Quando eu apareci na sala de aula pela primeira vez eu tinha 17 anos, meu professor Carlos Leite disse ‘Nossa como você tem talento, tem que estudar a dança.’
Eu fiz a coreografia, peguei uma música de Beethoven, a gente se apresentou no teatro em sua homenagem e ele chegou perto de mim e disse ‘ Mas menino onde que você copiou essa coreografia’ e eu respondi ‘ Eu não copiei, eu fiz a coreografia’, essa foi minha primeira coreografia.
Não fui para Genebra
pensando em fazer carreira de estrela, fui mais para aprender.
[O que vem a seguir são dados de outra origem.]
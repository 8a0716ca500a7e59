//! Status page monitor for LLM providers.
//!
//! Polls provider status RSS feeds, detects new entries, classifies them as
//! active incidents or resolutions, and alerts a Discord or Slack webhook
//! for active incidents only. Each entry is evaluated exactly once; the last
//! seen entry per feed is persisted across restarts.
//!
//! # Usage
//!
//! ```no_run
//! use std::sync::Arc;
//! use status_monitor::{Config, HttpFeedSource, Notifier, StatusMonitor};
//!
//! # async fn run() -> anyhow::Result<()> {
//! let config = Config::from_env()?;
//! let source = Arc::new(HttpFeedSource::new()?);
//! let notifier = Notifier::from_config(&config)?;
//!
//! let mut monitor = StatusMonitor::new(&config, source, notifier);
//! monitor.run(async {
//!     let _ = tokio::signal::ctrl_c().await;
//! }).await;
//! # Ok(())
//! # }
//! ```
//!
//! # Architecture
//!
//! - [`FeedSource`] fetches the newest entry of a feed
//! - [`classify`] decides whether an entry is an active incident
//! - [`NotifyChannel`] delivers alerts; [`Notifier`] wraps the configured one
//! - [`StateStore`] remembers the last processed entry per feed
//! - [`StatusMonitor`] drives the cycle

pub mod channels;
pub mod classifier;
pub mod config;
pub mod error;
pub mod feed;
pub mod monitor;
pub mod state;

pub use channels::{DiscordChannel, Notification, Notifier, NotifyChannel, SlackChannel};
pub use classifier::{classify, is_active_incident, Classification};
pub use config::{Config, FeedDescriptor, NotificationType, FEEDS};
pub use error::{ChannelError, ConfigError, FeedError, StateError};
pub use feed::{FeedEntry, FeedSource, HttpFeedSource};
pub use monitor::{CycleReport, FeedOutcome, StatusMonitor};
pub use state::{ServiceState, StateStore};
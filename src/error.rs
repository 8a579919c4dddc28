// Copyright 2026, Jeroen van Erp <jeroen@geeko.me>
// SPDX-License-Identifier: Apache-2.0
use std::time::Duration;
use thiserror::Error;

#[derive(Error, Debug)]
pub enum MultiClusterError {
    #[error("{kind} '{name}' in cluster {cluster}: {source}")]
    Api {
        cluster: String,
        kind: &'static str,
        name: String,
        #[source]
        source: kube::Error,
    },

    #[error("timed out after {timeout:?} waiting for {what} in cluster {cluster}")]
    PollTimeout {
        cluster: String,
        what: String,
        timeout: Duration,
    },

    #[error("cancelled while waiting for {what} in cluster {cluster}")]
    Cancelled { cluster: String, what: String },

    #[error("required {expected} service account tokens but found only {found}")]
    TokenCountMismatch { expected: usize, found: usize },

    #[error("key '{key}' missing from token secret {secret}")]
    MissingTokenField { secret: String, key: &'static str },

    #[error("token in secret {secret} is not valid UTF-8")]
    InvalidToken { secret: String },

    #[error("Invalid configuration: {0}")]
    Config(String),

    #[error("Failed to load kubeconfig: {0}")]
    Kubeconfig(String),

    #[error("No client configured for cluster {0}")]
    UnknownCluster(String),

    #[error("Failed to serialize kubeconfig: {0}")]
    Serialization(#[from] serde_yaml::Error),

    #[error("{phase}: {source}")]
    Phase {
        phase: &'static str,
        #[source]
        source: Box<MultiClusterError>,
    },
}

impl MultiClusterError {
    /// Attach cluster and resource context to a raw API error, for use with `map_err`
    pub fn api(
        cluster: &str,
        kind: &'static str,
        name: &str,
    ) -> impl FnOnce(kube::Error) -> MultiClusterError {
        let cluster = cluster.to_string();
        let name = name.to_string();
        move |source| MultiClusterError::Api {
            cluster,
            kind,
            name,
            source,
        }
    }

    pub fn config(msg: impl Into<String>) -> Self {
        Self::Config(msg.into())
    }

    /// Wrap this error with the name of the phase that aborted
    pub fn in_phase(self, phase: &'static str) -> Self {
        Self::Phase {
            phase,
            source: Box::new(self),
        }
    }
}

pub type Result<T> = std::result::Result<T, MultiClusterError>;

/// True for an API `404 NotFound` response
pub fn is_not_found(err: &kube::Error) -> bool {
    matches!(err, kube::Error::Api(resp) if resp.code == 404)
}

/// True for an API `409` response (`AlreadyExists` or `Conflict`)
pub fn is_already_exists(err: &kube::Error) -> bool {
    matches!(err, kube::Error::Api(resp) if resp.code == 409)
}
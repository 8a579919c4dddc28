// Copyright 2026, Jeroen van Erp <jeroen@geeko.me>
// SPDX-License-Identifier: Apache-2.0

//! Per-cluster client handles and kubeconfig utilities

use crate::error::{MultiClusterError, Result};
use kube::config::{KubeConfigOptions, Kubeconfig};
use kube::Client;
use std::collections::BTreeMap;
use tracing::{debug, info, instrument};

/// One kube client per cluster, addressed by cluster name
#[derive(Clone, Default)]
pub struct ClusterClients {
    clients: BTreeMap<String, Client>,
}

impl ClusterClients {
    pub fn new() -> Self {
        Self::default()
    }

    pub fn insert(&mut self, cluster: impl Into<String>, client: Client) {
        self.clients.insert(cluster.into(), client);
    }

    pub fn with(mut self, cluster: impl Into<String>, client: Client) -> Self {
        self.insert(cluster, client);
        self
    }

    /// Get the client for a cluster, failing if none was registered
    pub fn get(&self, cluster: &str) -> Result<&Client> {
        self.clients
            .get(cluster)
            .ok_or_else(|| MultiClusterError::UnknownCluster(cluster.to_string()))
    }

    pub fn contains(&self, cluster: &str) -> bool {
        self.clients.contains_key(cluster)
    }

    /// Build a client for every named cluster from the kubeconfig context of the same name
    #[instrument(skip(kubeconfig))]
    pub async fn from_kubeconfig(kubeconfig: &Kubeconfig, clusters: &[&str]) -> Result<Self> {
        let mut set = Self::new();
        for cluster in clusters {
            if set.contains(cluster) {
                continue;
            }
            let client = create_client_for_context(kubeconfig, cluster).await?;
            set.insert(*cluster, client);
        }
        info!("Created clients for {} clusters", set.clients.len());
        Ok(set)
    }
}

/// Read the local kubeconfig, from `$KUBECONFIG` or `~/.kube/config`
pub fn load_kubeconfig() -> Result<Kubeconfig> {
    Kubeconfig::read()
        .map_err(|e| MultiClusterError::Kubeconfig(format!("Failed to read kubeconfig: {}", e)))
}

/// Create a Kubernetes client for the given kubeconfig context
async fn create_client_for_context(kubeconfig: &Kubeconfig, context: &str) -> Result<Client> {
    debug!("Creating client for context {}", context);

    let options = KubeConfigOptions {
        context: Some(context.to_string()),
        ..Default::default()
    };

    let client_config = kube::Config::from_custom_kubeconfig(kubeconfig.clone(), &options)
        .await
        .map_err(|e| {
            MultiClusterError::Kubeconfig(format!(
                "Failed to create config for cluster {}: {}",
                context, e
            ))
        })?;

    Client::try_from(client_config).map_err(|e| {
        MultiClusterError::Kubeconfig(format!(
            "Failed to create client for cluster {}: {}",
            context, e
        ))
    })
}

/// Look up the API server URL of every named cluster in the kubeconfig, in order
pub fn member_api_server_urls(kubeconfig: &Kubeconfig, clusters: &[String]) -> Result<Vec<String>> {
    clusters
        .iter()
        .map(|name| {
            kubeconfig
                .clusters
                .iter()
                .find(|c| &c.name == name)
                .and_then(|c| c.cluster.as_ref())
                .and_then(|c| c.server.clone())
                .ok_or_else(|| {
                    MultiClusterError::Kubeconfig(format!(
                        "cluster '{}' not found in kubeconfig",
                        name
                    ))
                })
        })
        .collect()
}
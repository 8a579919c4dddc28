// Copyright 2026, Jeroen van Erp <jeroen@geeko.me>
// SPDX-License-Identifier: Apache-2.0

//! Kubernetes utilities for cluster clients, namespaces, reconciling objects and polling.

pub mod apply;
pub mod client;
pub mod namespaces;
pub mod poll;

pub use apply::{ensure_resource, ConflictPolicy, Outcome};
pub use client::{load_kubeconfig, member_api_server_urls, ClusterClients};
pub use namespaces::ensure_namespace_exists;
pub use poll::{poll_until, PollError};
// Copyright 2026, Jeroen van Erp <jeroen@geeko.me>
// SPDX-License-Identifier: Apache-2.0

//! Serializable kubeconfig document assembled from member cluster credentials.

use k8s_openapi::ByteString;
use serde::{Deserialize, Serialize};

/// A kubeconfig with one cluster, context and user entry per member cluster,
/// all three named after the member cluster and kept in member-list order.
#[derive(Serialize, Deserialize, Clone, Debug, PartialEq)]
#[serde(rename_all = "camelCase")]
pub struct KubeconfigDocument {
    pub api_version: String,
    pub kind: String,
    #[serde(default)]
    pub clusters: Vec<NamedCluster>,
    #[serde(default)]
    pub contexts: Vec<NamedContext>,
    #[serde(default)]
    pub users: Vec<NamedUser>,
}

impl Default for KubeconfigDocument {
    fn default() -> Self {
        Self {
            api_version: "v1".to_string(),
            kind: "Config".to_string(),
            clusters: Vec::new(),
            contexts: Vec::new(),
            users: Vec::new(),
        }
    }
}

impl KubeconfigDocument {
    pub fn to_yaml(&self) -> Result<String, serde_yaml::Error> {
        serde_yaml::to_string(self)
    }

    pub fn from_yaml(text: &str) -> Result<Self, serde_yaml::Error> {
        serde_yaml::from_str(text)
    }
}

#[derive(Serialize, Deserialize, Clone, Debug, PartialEq)]
pub struct NamedCluster {
    pub name: String,
    pub cluster: ClusterEntry,
}

#[derive(Serialize, Deserialize, Clone, Debug, PartialEq)]
pub struct ClusterEntry {
    /// Serialized as base64, like any kubeconfig
    #[serde(rename = "certificate-authority-data")]
    pub certificate_authority_data: ByteString,
    pub server: String,
}

#[derive(Serialize, Deserialize, Clone, Debug, PartialEq)]
pub struct NamedContext {
    pub name: String,
    pub context: ContextEntry,
}

#[derive(Serialize, Deserialize, Clone, Debug, PartialEq)]
pub struct ContextEntry {
    pub cluster: String,
    /// Empty when the operator's grants are cluster-scoped
    #[serde(default)]
    pub namespace: String,
    pub user: String,
}

#[derive(Serialize, Deserialize, Clone, Debug, PartialEq)]
pub struct NamedUser {
    pub name: String,
    pub user: UserEntry,
}

#[derive(Serialize, Deserialize, Clone, Debug, PartialEq)]
pub struct UserEntry {
    pub token: String,
}
// Copyright 2026, Jeroen van Erp <jeroen@geeko.me>
// SPDX-License-Identifier: Apache-2.0
use crate::constants::{operator, poll};
use crate::error::{MultiClusterError, Result};
use crate::types::PermissionScope;
use std::collections::HashSet;
use std::env;
use std::time::Duration;
use url::Url;

/// Interval and overall budget for waiting on platform-populated data
#[derive(Debug, Clone, Copy, PartialEq, Eq)]
pub struct PollConfig {
    pub interval: Duration,
    pub timeout: Duration,
}

impl Default for PollConfig {
    fn default() -> Self {
        Self {
            interval: Duration::from_millis(poll::INTERVAL_MS),
            timeout: Duration::from_secs(poll::TIMEOUT_SECS),
        }
    }
}

impl PollConfig {
    /// Load polling configuration from environment variables, falling back to defaults
    pub fn from_env() -> Result<Self> {
        let defaults = Self::default();
        let interval = match env::var(poll::INTERVAL_ENV) {
            Ok(v) => Duration::from_millis(v.parse().map_err(|_| {
                MultiClusterError::config(format!("{} must be an integer, got '{}'", poll::INTERVAL_ENV, v))
            })?),
            Err(_) => defaults.interval,
        };
        let timeout = match env::var(poll::TIMEOUT_ENV) {
            Ok(v) => Duration::from_secs(v.parse().map_err(|_| {
                MultiClusterError::config(format!("{} must be an integer, got '{}'", poll::TIMEOUT_ENV, v))
            })?),
            Err(_) => defaults.timeout,
        };

        Ok(Self { interval, timeout })
    }
}

/// How database workload identities are provisioned in member clusters
#[derive(Debug, Clone, PartialEq, Eq)]
pub enum DatabaseRoleMode {
    /// Create the default identities and role from policy
    Install,
    /// Copy the identities and role from a healthy member cluster
    Recover { source: String },
}

/// Everything one invocation needs. Built once, validated, then passed by
/// reference through every phase.
#[derive(Debug, Clone)]
pub struct ReconciliationRequest {
    pub member_clusters: Vec<String>,
    /// Index-aligned with `member_clusters`
    pub member_api_servers: Vec<String>,
    pub central_cluster: String,
    pub service_account: String,
    pub central_namespace: String,
    pub member_namespace: String,
    pub cluster_scoped: bool,
    pub cleanup: bool,
    pub install_database_roles: bool,
    pub source_cluster: Option<String>,
    pub create_service_account_secrets: bool,
    pub image_pull_secret: Option<String>,
    pub poll: PollConfig,
}

impl Default for ReconciliationRequest {
    fn default() -> Self {
        Self {
            member_clusters: Vec::new(),
            member_api_servers: Vec::new(),
            central_cluster: String::new(),
            service_account: operator::DEFAULT_SERVICE_ACCOUNT.to_string(),
            central_namespace: String::new(),
            member_namespace: String::new(),
            cluster_scoped: false,
            cleanup: false,
            install_database_roles: false,
            source_cluster: None,
            create_service_account_secrets: true,
            image_pull_secret: None,
            poll: PollConfig::default(),
        }
    }
}

impl ReconciliationRequest {
    /// Check the request before any cluster is touched
    pub fn validate(&self) -> Result<()> {
        let required = [
            ("service-account", &self.service_account),
            ("central-cluster", &self.central_cluster),
            ("member-cluster-namespace", &self.member_namespace),
            ("central-cluster-namespace", &self.central_namespace),
        ];
        let missing: Vec<&str> = required
            .iter()
            .filter(|(_, v)| v.trim().is_empty())
            .map(|(k, _)| *k)
            .collect();
        if !missing.is_empty() {
            return Err(MultiClusterError::config(format!(
                "non empty values are required for [{}]",
                missing.join(", ")
            )));
        }

        if self.member_clusters.is_empty() {
            return Err(MultiClusterError::config(
                "at least one member cluster is required",
            ));
        }

        let mut seen = HashSet::new();
        for name in &self.member_clusters {
            if name.trim().is_empty() {
                return Err(MultiClusterError::config("member cluster names must not be empty"));
            }
            if !seen.insert(name.as_str()) {
                return Err(MultiClusterError::config(format!(
                    "member cluster '{}' is listed more than once",
                    name
                )));
            }
        }

        if let Some(source) = &self.source_cluster {
            if !self.member_clusters.contains(source) {
                return Err(MultiClusterError::config(format!(
                    "source-cluster has to be one of the healthy member clusters: {}",
                    self.member_clusters.join(",")
                )));
            }
        }

        if self.member_api_servers.len() != self.member_clusters.len() {
            return Err(MultiClusterError::config(format!(
                "expected {} api server addresses but got {}",
                self.member_clusters.len(),
                self.member_api_servers.len()
            )));
        }

        for server in &self.member_api_servers {
            Url::parse(server).map_err(|e| {
                MultiClusterError::config(format!("invalid api server address '{}': {}", server, e))
            })?;
        }

        if self.poll.interval.is_zero() || self.poll.timeout.is_zero() {
            return Err(MultiClusterError::config(
                "poll interval and timeout must be greater than zero",
            ));
        }

        Ok(())
    }

    pub fn scope(&self) -> PermissionScope {
        PermissionScope::from_cluster_scoped(self.cluster_scoped)
    }

    /// Recovery from a source cluster takes precedence over a fresh install
    pub fn database_roles(&self) -> Option<DatabaseRoleMode> {
        match &self.source_cluster {
            Some(source) => Some(DatabaseRoleMode::Recover {
                source: source.clone(),
            }),
            None if self.install_database_roles => Some(DatabaseRoleMode::Install),
            None => None,
        }
    }

    /// Namespace written into every kubeconfig context
    pub fn context_namespace(&self) -> &str {
        if self.cluster_scoped {
            ""
        } else {
            &self.member_namespace
        }
    }

    /// Member namespace, plus the central namespace when it differs
    pub fn namespaces(&self) -> Vec<&str> {
        if self.central_namespace == self.member_namespace {
            vec![self.member_namespace.as_str()]
        } else {
            vec![
                self.member_namespace.as_str(),
                self.central_namespace.as_str(),
            ]
        }
    }

    /// Every distinct cluster this request touches: members in order, then central
    pub fn all_clusters(&self) -> Vec<&str> {
        let mut clusters: Vec<&str> = self.member_clusters.iter().map(String::as_str).collect();
        if !clusters.contains(&self.central_cluster.as_str()) {
            clusters.push(&self.central_cluster);
        }
        clusters
    }
}
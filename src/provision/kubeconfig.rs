// Copyright 2026, Jeroen van Erp <jeroen@geeko.me>
// SPDX-License-Identifier: Apache-2.0

//! Build the kubeconfig the operator uses to reach every member cluster

use crate::error::{MultiClusterError, Result};
use crate::provision::tokens::CredentialToken;
use crate::types::kubeconfig::{
    ClusterEntry, ContextEntry, KubeconfigDocument, NamedCluster, NamedContext, NamedUser,
    UserEntry,
};
use k8s_openapi::ByteString;
use std::collections::BTreeMap;

/// Assemble one cluster/context/user triple per member, in member-list order.
///
/// `api_servers` is index-aligned with `members`. `namespace` goes into every
/// context and is empty for cluster-scoped setups. The result depends on
/// nothing but the arguments, so an unchanged member always yields an
/// identical entry.
pub fn assemble_kubeconfig(
    members: &[String],
    api_servers: &[String],
    tokens: &BTreeMap<String, CredentialToken>,
    namespace: &str,
) -> Result<KubeconfigDocument> {
    if api_servers.len() != members.len() {
        return Err(MultiClusterError::config(format!(
            "expected {} api server addresses but got {}",
            members.len(),
            api_servers.len()
        )));
    }

    let mut document = KubeconfigDocument::default();
    for (member, server) in members.iter().zip(api_servers) {
        let credential = tokens
            .get(member)
            .ok_or_else(|| MultiClusterError::TokenCountMismatch {
                expected: members.len(),
                found: tokens.len(),
            })?;

        document.clusters.push(NamedCluster {
            name: member.clone(),
            cluster: ClusterEntry {
                certificate_authority_data: ByteString(credential.ca.clone()),
                server: server.clone(),
            },
        });
        document.contexts.push(NamedContext {
            name: member.clone(),
            context: ContextEntry {
                cluster: member.clone(),
                namespace: namespace.to_string(),
                user: member.clone(),
            },
        });
        document.users.push(NamedUser {
            name: member.clone(),
            user: UserEntry {
                token: credential.token.clone(),
            },
        });
    }

    Ok(document)
}
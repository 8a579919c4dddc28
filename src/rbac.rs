// Copyright 2026, Jeroen van Erp <jeroen@geeko.me>
// SPDX-License-Identifier: Apache-2.0

//! Policy table and builders for the permission grants this tool provisions

use crate::constants::{database, labels, operator, RBAC_API_GROUP};
use crate::types::{ClusterKind, PermissionScope};
use k8s_openapi::api::rbac::v1::{
    ClusterRole, ClusterRoleBinding, PolicyRule, Role, RoleBinding, RoleRef, Subject,
};
use kube::api::ObjectMeta;
use std::collections::BTreeMap;

const CORE_GROUP: &str = "";
const MONGODB_GROUP: &str = "mongodb.com";

const FULL_ACCESS: &[&str] = &[
    "get",
    "list",
    "create",
    "update",
    "delete",
    "watch",
    "deletecollection",
];

const MONGODB_RESOURCES: &[&str] = &[
    "mongodbmulticluster",
    "mongodbmulticluster/finalizers",
    "mongodbmulticluster/status",
    "mongodbusers",
    "mongodbusers/status",
    "opsmanagers",
    "opsmanagers/finalizers",
    "opsmanagers/status",
    "mongodb",
    "mongodb/finalizers",
    "mongodb/status",
];

/// Labels stamped on every object this tool creates
pub fn managed_labels() -> BTreeMap<String, String> {
    BTreeMap::from([(labels::KEY.to_string(), labels::VALUE.to_string())])
}

fn rule(group: &str, resources: &[&str], verbs: &[&str]) -> PolicyRule {
    PolicyRule {
        api_groups: Some(vec![group.to_string()]),
        resources: Some(resources.iter().map(|r| r.to_string()).collect()),
        verbs: verbs.iter().map(|v| v.to_string()).collect(),
        ..Default::default()
    }
}

/// Core workload permissions every member identity needs
pub fn member_rules() -> Vec<PolicyRule> {
    vec![
        rule(CORE_GROUP, &["secrets", "configmaps", "services"], FULL_ACCESS),
        rule("apps", &["statefulsets"], FULL_ACCESS),
        rule(
            CORE_GROUP,
            &["persistentvolumeclaims"],
            &["get", "list", "create", "update", "watch", "patch"],
        ),
        rule(
            CORE_GROUP,
            &["pods"],
            &["get", "list", "watch", "delete", "deletecollection"],
        ),
    ]
}

/// Custom resource permissions followed by the member rules
pub fn central_rules() -> Vec<PolicyRule> {
    let mut rules = vec![rule(MONGODB_GROUP, MONGODB_RESOURCES, &["*"])];
    rules.extend(member_rules());
    rules
}

/// The rule set for a cluster kind at a given scope
pub fn rules_for(kind: ClusterKind, scope: PermissionScope) -> Vec<PolicyRule> {
    let mut rules = match kind {
        ClusterKind::Central => central_rules(),
        ClusterKind::Member => member_rules(),
    };
    if scope == PermissionScope::Cluster {
        rules.push(rule(CORE_GROUP, &["namespaces"], &["list", "watch"]));
    }
    rules
}

fn service_account_subject(name: &str, namespace: &str) -> Subject {
    Subject {
        kind: "ServiceAccount".to_string(),
        name: name.to_string(),
        namespace: Some(namespace.to_string()),
        ..Default::default()
    }
}

fn role_ref(kind: &str, name: &str) -> RoleRef {
    RoleRef {
        api_group: RBAC_API_GROUP.to_string(),
        kind: kind.to_string(),
        name: name.to_string(),
    }
}

fn metadata(name: &str, namespace: Option<&str>) -> ObjectMeta {
    ObjectMeta {
        name: Some(name.to_string()),
        namespace: namespace.map(str::to_string),
        labels: Some(managed_labels()),
        ..Default::default()
    }
}

/// Operator Role in `namespace`
pub fn operator_role(kind: ClusterKind, namespace: &str) -> Role {
    Role {
        metadata: metadata(operator::ROLE, Some(namespace)),
        rules: Some(rules_for(kind, PermissionScope::Namespace)),
    }
}

/// Binds the operator Role in `role.namespace` to a service account that may
/// live in another namespace
pub fn operator_role_binding(
    namespace: &str,
    service_account: &str,
    service_account_namespace: &str,
) -> RoleBinding {
    RoleBinding {
        metadata: metadata(operator::ROLE_BINDING, Some(namespace)),
        role_ref: role_ref("Role", operator::ROLE),
        subjects: Some(vec![service_account_subject(
            service_account,
            service_account_namespace,
        )]),
    }
}

pub fn operator_cluster_role(kind: ClusterKind) -> ClusterRole {
    ClusterRole {
        metadata: metadata(operator::CLUSTER_ROLE, None),
        rules: Some(rules_for(kind, PermissionScope::Cluster)),
        ..Default::default()
    }
}

pub fn operator_cluster_role_binding(
    service_account: &str,
    service_account_namespace: &str,
) -> ClusterRoleBinding {
    ClusterRoleBinding {
        metadata: metadata(operator::CLUSTER_ROLE_BINDING, None),
        role_ref: role_ref("ClusterRole", operator::CLUSTER_ROLE),
        subjects: Some(vec![service_account_subject(
            service_account,
            service_account_namespace,
        )]),
    }
}

/// Role letting the app database read secrets and manage its pods
pub fn database_role(namespace: &str) -> Role {
    Role {
        metadata: metadata(database::APPDB_ROLE, Some(namespace)),
        rules: Some(vec![
            rule(CORE_GROUP, &["secrets"], &["get"]),
            rule(CORE_GROUP, &["pods"], &["patch", "delete", "get"]),
        ]),
    }
}

pub fn database_role_binding(namespace: &str) -> RoleBinding {
    RoleBinding {
        metadata: metadata(database::APPDB_ROLE_BINDING, Some(namespace)),
        role_ref: role_ref("Role", database::APPDB_ROLE),
        subjects: Some(vec![service_account_subject(
            database::APPDB_SERVICE_ACCOUNT,
            namespace,
        )]),
    }
}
Devagarzinho, trabalhando muito fui passando para frente, cheguei a solista, depois fui para Colônia, lá já fazia primeiros papeis e em Frankfurt é que me tornei primeiro bailarino.
Mais tarde, eu comecei a sentir um vazio muito grande pós- espetáculo, isso me perturbava muito, então eu resolvi voltar ao Brasil.
Voltando da Europa, quando eu olho para o outro lado da rua eu vi uma pessoa ‘Marika, não é possível’, 10 anos depois a gente se reencontra. Ela estava muito bonita, vestida com um collant meio transparente, eu passava perto dela e dizia ‘Tá querendo conquistar o professor’, realmente ela me conquistou.
Quando nós dançávamos o pas de deux juntos eu me sentia ela, esse é o pas de deux perfeito, o homem é a mulher, ele tem que manejar a mulher, se ele não sabe o que a mulher esta sentindo ele não vai segurar direito.
Nós começamos a buscar no gestual do povo, na literatura, no folclore, no cinema, no musical, na realidade brasileira. Tudo isso foi inspiração para o Stagium aprender a dançar mais em português.
Depois da Barca de São Francisco e depois da apresentação do Xingu decidimos parar de se exibir no palco e começar a dialogar com o público.
O Stagium ajudou as pessoas a enxergar que a arte da dança era possível fazer aqui no país.
Quando um bailarino que sabe a dificuldade de se montar um espetáculo nesse país sobe no palco, ele não sobe só para se exibir.
O sorriso e a alegria das crianças entre 7 e 16 anos é um estímulo tremendo para a gente continuar a viver muito da dança e para a dança.
Nós dançamos muito em casa e vivemos muito no palco. A gente traz a arte para a casa e da casa para o palco.
Ela está entranhada dentro de mim, eu não saberia te disser o que ela significa, a dança sou eu.